The Eritrean men, Estifanos H. and Tsehaye T. are charged with violence leading to manslaughter after a fight in 2016, in which they took part, led to the killing of a Sudanese man. Some French newspapers have described the event as a "lynching."
During the trial in the northern French city of Lille, the news agency AFP reports that witnesses described the two men as "leaders of a gang of people smugglers." Both men, writes AFP, deny the charges, but the judge found that they were guilty of inflicting the fatal blows which killed the Sudanese migrant Mohammed E. They have been in prison, awaiting trial, since 2016.
InfoMigrants French reports that Tsehaye T told journalists through an interpreter that he "didn’t understand why he was even in court," repeating his innocence.
Camps in Calais
A further two Eritreans Mihri A and Erymis T received sentences of 18 and 12 months respectively for their part in the brawl. The incident took place on the night of October 17, 2016 at a camp in the northern part of Calais, Norrent-Fontes, where between 150 and 200 people were living. InfoMigrants French writes that these two had also been in pre-trial detention since the fight and, having already served their sentences, were released on Tuesday.

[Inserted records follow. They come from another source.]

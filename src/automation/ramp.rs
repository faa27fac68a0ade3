//! Time-bounded linear tempo ramp
//!
//! Each tick recomputes the value from absolute elapsed time, so a late tick
//! lands on the correct fraction instead of accumulating per-tick steps.
//! A ramp runs once: after it finishes or is cancelled it stays inert.

use std::time::Duration;

use tracing::debug;

use crate::automation::timer::{TimerId, TimerQueue};

/// Snapshot of a ramp's parameters and its timer
#[derive(Debug, Clone, PartialEq)]
pub struct RampState {
    /// Clock reading when the ramp started
    pub started_at: Duration,
    pub initial: f64,
    pub target: f64,
    pub window: Duration,
    /// Present while the ramp is in progress
    pub timer: Option<TimerId>,
}

/// One evaluation of the ramp
#[derive(Debug, Clone, Copy, PartialEq)]
pub struct RampTick {
    pub value: f64,
    /// Fraction of the window elapsed, in `[0.0, 1.0]`
    pub progress: f64,
    /// True for the tick that reached the target
    pub finished: bool,
}

/// Linear interpolation of one parameter over a fixed window
#[derive(Debug)]
pub struct TempoRamp {
    state: RampState,
    ticks: u64,
}

impl TempoRamp {
    /// Start a ramp and register its tick timer
    ///
    /// # Example
    /// ```
    /// use std::time::Duration;
    /// use rampdeck::automation::{TempoRamp, TimerQueue};
    ///
    /// let mut timers = TimerQueue::new();
    /// let mut ramp = TempoRamp::start(
    ///     &mut timers,
    ///     Duration::ZERO,
    ///     1.0,
    ///     1.25,
    ///     Duration::from_secs(30),
    ///     Duration::from_millis(50),
    /// );
    /// let tick = ramp.tick(Duration::from_secs(15), &mut timers).unwrap();
    /// assert!((tick.value - 1.125).abs() < 1e-12);
    /// ```
    pub fn start(
        timers: &mut TimerQueue,
        now: Duration,
        initial: f64,
        target: f64,
        window: Duration,
        tick_interval: Duration,
    ) -> Self {
        let timer = timers.set_interval(now, tick_interval);
        debug!(initial, target, window_ms = window.as_millis() as u64, "tempo ramp started");
        Self {
            state: RampState {
                started_at: now,
                initial,
                target,
                window,
                timer: Some(timer),
            },
            ticks: 0,
        }
    }

    pub fn state(&self) -> &RampState {
        &self.state
    }

    pub fn timer(&self) -> Option<TimerId> {
        self.state.timer
    }

    pub fn is_active(&self) -> bool {
        self.state.timer.is_some()
    }

    /// Number of ticks emitted so far
    pub fn ticks(&self) -> u64 {
        self.ticks
    }

    /// Fraction of the window elapsed at `now`
    pub fn progress_at(&self, now: Duration) -> f64 {
        if self.state.window.is_zero() {
            return 1.0;
        }
        let elapsed = now.saturating_sub(self.state.started_at);
        (elapsed.as_secs_f64() / self.state.window.as_secs_f64()).min(1.0)
    }

    /// Interpolated value at `now`; exactly `target` once the window elapsed
    pub fn value_at(&self, now: Duration) -> f64 {
        let progress = self.progress_at(now);
        if progress >= 1.0 {
            self.state.target
        } else {
            self.state.initial + (self.state.target - self.state.initial) * progress
        }
    }

    /// Evaluate the ramp for a fired tick
    ///
    /// Returns `None` once the ramp is no longer active. The tick reaching the
    /// end of the window releases the timer.
    pub fn tick(&mut self, now: Duration, timers: &mut TimerQueue) -> Option<RampTick> {
        let timer = self.state.timer?;

        let progress = self.progress_at(now);
        let value = self.value_at(now);
        let finished = progress >= 1.0;
        self.ticks += 1;

        if finished {
            timers.clear(timer);
            self.state.timer = None;
            debug!(value, ticks = self.ticks, "tempo ramp finished");
        }

        Some(RampTick {
            value,
            progress,
            finished,
        })
    }

    /// Stop early and release the timer; a no-op on an inactive ramp
    pub fn cancel(&mut self, timers: &mut TimerQueue) -> bool {
        match self.state.timer.take() {
            Some(timer) => {
                timers.clear(timer);
                debug!(ticks = self.ticks, "tempo ramp cancelled");
                true
            }
            None => false,
        }
    }
}

#[cfg(test)]
mod tests {
    use super::*;
    use approx::assert_relative_eq;

    fn ms(v: u64) -> Duration {
        Duration::from_millis(v)
    }

    /// Drive a ramp with a poll schedule and collect every emitted tick
    fn run(ramp: &mut TempoRamp, timers: &mut TimerQueue, polls: &[u64]) -> Vec<RampTick> {
        let mut ticks = Vec::new();
        for &at in polls {
            for id in timers.fire_due(ms(at)) {
                if Some(id) == ramp.timer() {
                    ticks.extend(ramp.tick(ms(at), timers));
                }
            }
        }
        ticks
    }

    #[test]
    fn test_midpoint_value() {
        let mut timers = TimerQueue::new();
        let ramp = TempoRamp::start(&mut timers, ms(0), 1.0, 1.25, ms(30_000), ms(50));
        assert_relative_eq!(ramp.value_at(ms(15_000)), 1.125);
        assert_relative_eq!(ramp.progress_at(ms(15_000)), 0.5);
    }

    #[test]
    fn test_offset_start_time() {
        let mut timers = TimerQueue::new();
        let ramp = TempoRamp::start(&mut timers, ms(2_000), 2.0, 1.0, ms(1_000), ms(50));
        assert_relative_eq!(ramp.value_at(ms(1_000)), 2.0);
        assert_relative_eq!(ramp.value_at(ms(2_250)), 1.75);
        assert_eq!(ramp.value_at(ms(9_000)), 1.0);
    }

    #[test]
    fn test_sequence_is_monotonic_and_terminates_once() {
        let mut timers = TimerQueue::new();
        let mut ramp = TempoRamp::start(&mut timers, ms(0), 0.8, 1.0, ms(1_000), ms(50));

        // Jittery polling, well past the end of the window.
        let polls: Vec<u64> = (1..=80).map(|i| i * 17 + (i % 3) * 5).collect();
        let ticks = run(&mut ramp, &mut timers, &polls);

        assert!(!ticks.is_empty());
        for pair in ticks.windows(2) {
            assert!(pair[1].value >= pair[0].value);
            assert!(pair[1].progress >= pair[0].progress);
        }
        let finals: Vec<_> = ticks.iter().filter(|t| t.finished).collect();
        assert_eq!(finals.len(), 1);
        assert_eq!(ticks.last().unwrap().value, 1.0);
        assert!(ticks.last().unwrap().finished);
        assert!(ticks.iter().all(|t| (0.8..=1.0).contains(&t.value)));

        assert!(!ramp.is_active());
        assert!(timers.is_empty());
        assert!(ramp.tick(ms(5_000), &mut timers).is_none());
    }

    #[test]
    fn test_late_tick_lands_on_correct_fraction() {
        let mut timers = TimerQueue::new();
        let mut ramp = TempoRamp::start(&mut timers, ms(0), 1.0, 2.0, ms(1_000), ms(50));
        // Scheduler stalled for 400 ms; the single coalesced tick reads 0.4.
        let ticks = run(&mut ramp, &mut timers, &[400]);
        assert_eq!(ticks.len(), 1);
        assert_relative_eq!(ticks[0].value, 1.4);
    }

    #[test]
    fn test_zero_window_emits_single_final_tick() {
        let mut timers = TimerQueue::new();
        let mut ramp = TempoRamp::start(&mut timers, ms(0), 1.0, 1.25, Duration::ZERO, ms(50));
        let ticks = run(&mut ramp, &mut timers, &[50, 100, 150]);
        assert_eq!(ticks.len(), 1);
        assert_eq!(ticks[0].progress, 1.0);
        assert_eq!(ticks[0].value, 1.25);
        assert!(ticks[0].finished);
        assert!(timers.is_empty());
    }

    #[test]
    fn test_cancel_releases_timer_once() {
        let mut timers = TimerQueue::new();
        let mut ramp = TempoRamp::start(&mut timers, ms(0), 1.0, 1.25, ms(30_000), ms(50));
        assert_eq!(timers.len(), 1);

        assert!(ramp.cancel(&mut timers));
        assert!(timers.is_empty());
        assert!(!ramp.cancel(&mut timers));
        assert!(ramp.tick(ms(100), &mut timers).is_none());
    }

    #[test]
    fn test_cancel_after_finish_is_noop() {
        let mut timers = TimerQueue::new();
        let mut ramp = TempoRamp::start(&mut timers, ms(0), 1.0, 1.25, ms(100), ms(50));
        run(&mut ramp, &mut timers, &[50, 100]);
        assert!(!ramp.is_active());
        assert!(!ramp.cancel(&mut timers));
        assert_eq!(ramp.ticks(), 2);
    }
}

The victim, Mohammed E. was found "badly beaten by the side of the road and died while being taken to hospital," according to AFP.
'At first we only wanted to scare him'
One Eritrean witness who was not implicated in the incident but present on the night told the court: "At first, we only wanted to scare him [Mohammed E.] but everyone was worked up and it degenerated.” The witness explained that the victim was "hauled out of his tent and dragged into the woods where he was beaten."
According to AFP, one of the lawyers for the accused, Gael Dennetiere told the court that there had been several different brawls erupting between different groups at the camp during that night which made it "impossible to know during which one the victim received the [fatal] blows."
The prosecution denounced the "savagery" of the incident, arguing that those accused had applied "the law of the jungle which is intolerable on French territory." AFP adds that once the accused have served their sentences, they will be banned from French territory for life.The camp at Norrent-Fontes was torn down in 2016, just after the so-called 'Jungle' camp in Calais which at one point was said to be home to 10,000 migrants hoping to board a truck or train to the UK.